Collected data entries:
//! Per-frame bookkeeping shared by the payload decoders.

use super::decode_buffer::DecodeBuffer;
use super::decode_status::DecodeStatus;
use super::listener::FrameDecoderListener;
use super::structure_decoder::StructureDecoder;
use super::structures::{FrameHeader, Http2Structure};
use crate::log::trace;

/// Header of the frame being decoded plus how much of its payload and
/// padding is still to come.
///
/// `remaining_payload + remaining_padding` never grows while a frame is
/// being decoded and never exceeds the header's payload length.
#[derive(Debug, Default, Clone)]
pub struct FrameDecoderState {
    pub(crate) header: FrameHeader,
    pub(crate) remaining_payload: u32,
    pub(crate) remaining_padding: u32,
    structure_decoder: StructureDecoder,
}

impl FrameDecoderState {
    pub fn new() -> Self {
        Self::default()
    }

    pub fn frame_header(&self) -> &FrameHeader {
        &self.header
    }

    pub fn remaining_payload(&self) -> u32 {
        self.remaining_payload
    }

    pub fn remaining_padding(&self) -> u32 {
        self.remaining_padding
    }

    pub fn remaining_payload_and_padding(&self) -> u32 {
        self.remaining_payload + self.remaining_padding
    }

    /// Reset the remainders for a frame that is about to be decoded.
    pub fn initialize_remainders(&mut self) {
        self.remaining_payload = self.header.payload_length;
        self.remaining_padding = 0;
    }

    /// Reads the Pad Length field of a PADDED frame, then splits what is
    /// left of the payload into non-padding payload and padding.
    pub fn read_pad_length(
        &mut self,
        db: &mut DecodeBuffer<'_>,
        report_pad_length: bool,
        listener: &mut dyn FrameDecoderListener,
    ) -> DecodeStatus {
        debug_assert!(self.header.is_padded());
        let total_payload = self.header.payload_length;
        debug_assert_eq!(total_payload, self.remaining_payload);
        debug_assert_eq!(self.remaining_padding, 0);

        if db.has_data() {
            let pad_length = u32::from(db.decode_u8());
            let total_padding = pad_length + 1;
            if total_padding <= total_payload {
                self.remaining_padding = pad_length;
                self.remaining_payload = total_payload - total_padding;
                if report_pad_length {
                    listener.on_pad_length(pad_length as usize);
                }
                return DecodeStatus::Done;
            }
            let missing_length = total_padding - total_payload;
            // The Pad Length byte itself has been consumed.
            self.remaining_payload = total_payload - 1;
            self.remaining_padding = 0;
            listener.on_padding_too_long(&self.header, missing_length as usize);
            return DecodeStatus::Error;
        }

        if total_payload == 0 {
            self.remaining_payload = 0;
            self.remaining_padding = 0;
            listener.on_padding_too_long(&self.header, 1);
            return DecodeStatus::Error;
        }
        DecodeStatus::InProgress
    }

    /// Consumes whatever padding is available; true once all of it is gone.
    pub fn skip_padding(
        &mut self,
        db: &mut DecodeBuffer<'_>,
        listener: &mut dyn FrameDecoderListener,
    ) -> bool {
        debug_assert_eq!(self.remaining_payload, 0);
        let avail = self.available_padding(db);
        if avail > 0 {
            listener.on_padding(&db.cursor()[..avail]);
            db.advance_cursor(avail);
            self.remaining_padding -= avail as u32;
        }
        self.remaining_padding == 0
    }

    pub fn available_payload(&self, db: &DecodeBuffer<'_>) -> usize {
        db.min_length_remaining(self.remaining_payload as usize)
    }

    pub fn available_padding(&self, db: &DecodeBuffer<'_>) -> usize {
        db.min_length_remaining(self.remaining_padding as usize)
    }

    pub fn available_payload_and_padding(&self, db: &DecodeBuffer<'_>) -> usize {
        db.min_length_remaining(self.remaining_payload_and_padding() as usize)
    }

    pub fn consume_payload(&mut self, amount: usize) {
        debug_assert!(amount <= self.remaining_payload as usize);
        self.remaining_payload -= amount as u32;
    }

    /// The single path by which a frame-size error is reported.
    pub fn report_frame_size_error(&self, listener: &mut dyn FrameDecoderListener) -> DecodeStatus {
        trace!(
            "frame size error: remaining_payload={}, remaining_padding={}, header: {}",
            self.remaining_payload,
            self.remaining_padding,
            self.header
        );
        listener.on_frame_size_error(&self.header);
        DecodeStatus::Error
    }

    pub fn start_decoding_structure_in_payload<S: Http2Structure>(
        &mut self,
        out: &mut S,
        db: &mut DecodeBuffer<'_>,
        listener: &mut dyn FrameDecoderListener,
    ) -> DecodeStatus {
        match self
            .structure_decoder
            .start_in_payload(out, db, &mut self.remaining_payload)
        {
            DecodeStatus::Error => self.report_frame_size_error(listener),
            status => status,
        }
    }

    pub fn resume_decoding_structure_in_payload<S: Http2Structure>(
        &mut self,
        out: &mut S,
        db: &mut DecodeBuffer<'_>,
        listener: &mut dyn FrameDecoderListener,
    ) -> DecodeStatus {
        if self
            .structure_decoder
            .resume_in_payload(out, db, &mut self.remaining_payload)
        {
            DecodeStatus::Done
        } else if self.remaining_payload > 0 {
            DecodeStatus::InProgress
        } else {
            self.report_frame_size_error(listener)
        }
    }

    pub fn start_decoding_frame_header(&mut self, db: &mut DecodeBuffer<'_>) -> bool {
        self.structure_decoder.start(&mut self.header, db)
    }

    pub fn resume_decoding_frame_header(&mut self, db: &mut DecodeBuffer<'_>) -> bool {
        self.structure_decoder.resume(&mut self.header, db)
    }
}
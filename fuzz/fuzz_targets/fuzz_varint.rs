#![no_main]

use libfuzzer_sys::fuzz_target;
use milli_h2q::varint::{decode_varint, encode_varint, varint_len};

fuzz_target!(|data: &[u8]| {
    let Ok((value, consumed)) = decode_varint(data) else {
        return;
    };
    let mut buf = [0u8; 8];
    let written = encode_varint(value, &mut buf).unwrap();
    assert_eq!(decode_varint(&buf[..written]).unwrap(), (value, written));
    // Non-minimal encodings decode fine but re-encode shorter.
    assert!(varint_len(value) <= consumed);
});
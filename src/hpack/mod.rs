//! HPACK header compression (RFC 7541).
//!
//! [`HpackEncoder`] and [`HpackDecoder`] each own a [`HpackHeaderTable`];
//! the static table and the Huffman code are process-wide and read-only.
//! [`HpackDecoderAdapter`] is what frame processing talks to.

pub mod constants;
mod decoder;
mod decoder_adapter;
mod encoder;
mod entry;
mod header_block;
mod header_table;
pub mod huffman;
mod integer;
mod output_stream;
mod static_table;

pub use decoder::{HpackDecoder, DEFAULT_MAX_STRING_SIZE};
pub use decoder_adapter::{HpackDecoderAdapter, DEFAULT_MAX_DECODE_BUFFER_SIZE};
pub use encoder::{default_indexing_policy, HeaderListener, HpackEncoder, IndexingPolicy, ProgressiveEncoder};
pub use entry::{entry_size, EntryType, HpackEntry};
pub use header_block::HeaderBlock;
pub use header_table::HpackHeaderTable;
pub use huffman::{obtain_hpack_huffman_table, HpackHuffmanSymbol, HpackHuffmanTable};
pub use integer::decode_integer;
pub use output_stream::HpackOutputStream;
pub use static_table::{obtain_hpack_static_table, HpackStaticTable};
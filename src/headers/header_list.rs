//! Bounded accumulation of a decoded header block.

use alloc::vec::Vec;
use core::fmt;

use super::handler::HeadersHandler;
use crate::log::error;

/// Overhead charged per field against the header list size (RFC 9113 §6.5.2).
pub const PER_HEADER_OVERHEAD: usize = 32;

/// Default SETTINGS_MAX_HEADER_LIST_SIZE we advertise.
pub const DEFAULT_MAX_HEADER_LIST_SIZE: usize = 16 * 1024;

/// Collects a header block, bounded by a maximum list size.
///
/// Fields that would push the list over the limit are not stored, but
/// their size still counts. If the block as a whole ended up over the limit
/// the list is emptied at block end, even the fields that fit: a block is
/// either kept whole or not at all.
#[derive(Debug, Clone, PartialEq, Eq)]
pub struct QuicHeaderList {
    header_list: Vec<(Vec<u8>, Vec<u8>)>,
    max_header_list_size: usize,
    current_header_list_size: usize,
    uncompressed_header_bytes: usize,
    compressed_header_bytes: usize,
    block_in_progress: bool,
    repeated_block_start: bool,
}

impl Default for QuicHeaderList {
    fn default() -> Self {
        Self::new()
    }
}

impl QuicHeaderList {
    pub fn new() -> Self {
        Self {
            header_list: Vec::new(),
            max_header_list_size: DEFAULT_MAX_HEADER_LIST_SIZE,
            current_header_list_size: 0,
            uncompressed_header_bytes: 0,
            compressed_header_bytes: 0,
            block_in_progress: false,
            repeated_block_start: false,
        }
    }

    /// Takes effect for fields added afterwards.
    pub fn set_max_header_list_size(&mut self, max_header_list_size: usize) {
        self.max_header_list_size = max_header_list_size;
    }

    pub fn max_header_list_size(&self) -> usize {
        self.max_header_list_size
    }

    /// Size charged so far, stored or not.
    pub fn current_header_list_size(&self) -> usize {
        self.current_header_list_size
    }

    pub fn uncompressed_header_bytes(&self) -> usize {
        self.uncompressed_header_bytes
    }

    pub fn compressed_header_bytes(&self) -> usize {
        self.compressed_header_bytes
    }

    /// True if a block was started while another was still open.
    pub fn saw_repeated_block_start(&self) -> bool {
        self.repeated_block_start
    }

    pub fn clear(&mut self) {
        self.header_list.clear();
        self.current_header_list_size = 0;
        self.uncompressed_header_bytes = 0;
        self.compressed_header_bytes = 0;
    }

    pub fn iter(&self) -> impl Iterator<Item = (&[u8], &[u8])> {
        self.header_list
            .iter()
            .map(|(n, v)| (n.as_slice(), v.as_slice()))
    }

    pub fn len(&self) -> usize {
        self.header_list.len()
    }

    pub fn is_empty(&self) -> bool {
        self.header_list.is_empty()
    }
}

impl HeadersHandler for QuicHeaderList {
    fn on_header_block_start(&mut self) {
        if self.block_in_progress {
            error!("on_header_block_start called more than once");
            self.repeated_block_start = true;
        }
        self.block_in_progress = true;
        self.current_header_list_size = 0;
    }

    fn on_header(&mut self, name: &[u8], value: &[u8]) {
        let field_size = name.len() + value.len() + PER_HEADER_OVERHEAD;
        let new_size = self.current_header_list_size.saturating_add(field_size);
        if new_size <= self.max_header_list_size {
            self.header_list.push((name.to_vec(), value.to_vec()));
        }
        self.current_header_list_size = new_size;
    }

    fn on_header_block_end(&mut self, uncompressed_header_bytes: usize, compressed_header_bytes: usize) {
        self.block_in_progress = false;
        self.uncompressed_header_bytes = uncompressed_header_bytes;
        self.compressed_header_bytes = compressed_header_bytes;
        if self.current_header_list_size > self.max_header_list_size {
            self.clear();
        }
    }
}

impl<'a> IntoIterator for &'a QuicHeaderList {
    type Item = &'a (Vec<u8>, Vec<u8>);
    type IntoIter = core::slice::Iter<'a, (Vec<u8>, Vec<u8>)>;

    fn into_iter(self) -> Self::IntoIter {
        self.header_list.iter()
    }
}

impl fmt::Display for QuicHeaderList {
    fn fmt(&self, f: &mut fmt::Formatter<'_>) -> fmt::Result {
        f.write_str("{ ")?;
        for (name, value) in self.iter() {
            write!(f, "{}={}, ", name.escape_ascii(), value.escape_ascii())?;
        }
        f.write_str("}")
    }
}
//! Representation prefixes and fixed sizes (RFC 7541 §5, §6).

/// Leading bits that select a representation or string encoding.
#[derive(Debug, Clone, Copy, PartialEq, Eq)]
pub struct HpackPrefix {
    /// Prefix value, right-aligned.
    pub bits: u8,
    /// Number of bits the prefix occupies.
    pub bit_size: u8,
}

impl HpackPrefix {
    const fn new(bits: u8, bit_size: u8) -> Self {
        Self { bits, bit_size }
    }

    /// Bits left in the first octet for the integer that follows.
    pub const fn integer_bits(self) -> u8 {
        8 - self.bit_size
    }

    /// True if `byte` starts with this prefix.
    pub const fn matches(self, byte: u8) -> bool {
        byte >> (8 - self.bit_size) == self.bits
    }
}

pub const STRING_LITERAL_IDENTITY_ENCODED: HpackPrefix = HpackPrefix::new(0x0, 1);
pub const STRING_LITERAL_HUFFMAN_ENCODED: HpackPrefix = HpackPrefix::new(0x1, 1);

pub const INDEXED_OPCODE: HpackPrefix = HpackPrefix::new(0b1, 1);
pub const LITERAL_INCREMENTAL_INDEX_OPCODE: HpackPrefix = HpackPrefix::new(0b01, 2);
pub const LITERAL_NO_INDEX_OPCODE: HpackPrefix = HpackPrefix::new(0b0000, 4);
pub const LITERAL_NEVER_INDEX_OPCODE: HpackPrefix = HpackPrefix::new(0b0001, 4);
pub const HEADER_TABLE_SIZE_UPDATE_OPCODE: HpackPrefix = HpackPrefix::new(0b001, 3);

/// SETTINGS_HEADER_TABLE_SIZE until the peer says otherwise.
pub const DEFAULT_HEADER_TABLE_SIZE_SETTING: u32 = 4096;

/// First byte of every pseudo-header name.
pub const PSEUDO_HEADER_PREFIX: u8 = b':';

/// Per-entry overhead added to name and value lengths (RFC 7541 §4.1).
pub const ENTRY_SIZE_OVERHEAD: usize = 32;

pub const STATIC_TABLE_SIZE: usize = 61;

/// Longest code in the HPACK Huffman code, in bits.
pub const MAX_HUFFMAN_CODE_LENGTH: usize = 30;

#[cfg(test)]
mod tests {
    use super::*;

    #[test]
    fn prefixes_select_representations() {
        assert!(INDEXED_OPCODE.matches(0x82));
        assert!(LITERAL_INCREMENTAL_INDEX_OPCODE.matches(0x40));
        assert!(!LITERAL_INCREMENTAL_INDEX_OPCODE.matches(0x82));
        assert!(HEADER_TABLE_SIZE_UPDATE_OPCODE.matches(0x3f));
        assert!(LITERAL_NEVER_INDEX_OPCODE.matches(0x10));
        assert!(LITERAL_NO_INDEX_OPCODE.matches(0x0f));
        assert_eq!(INDEXED_OPCODE.integer_bits(), 7);
        assert_eq!(LITERAL_NO_INDEX_OPCODE.integer_bits(), 4);
    }
}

**Required work:** Your task is to copy each line of the entries that includes the word "once".

**Exercise response:**
    /// Consumes whatever padding is available; true once all of it is gone.
            error!("on_header_block_start called more than once");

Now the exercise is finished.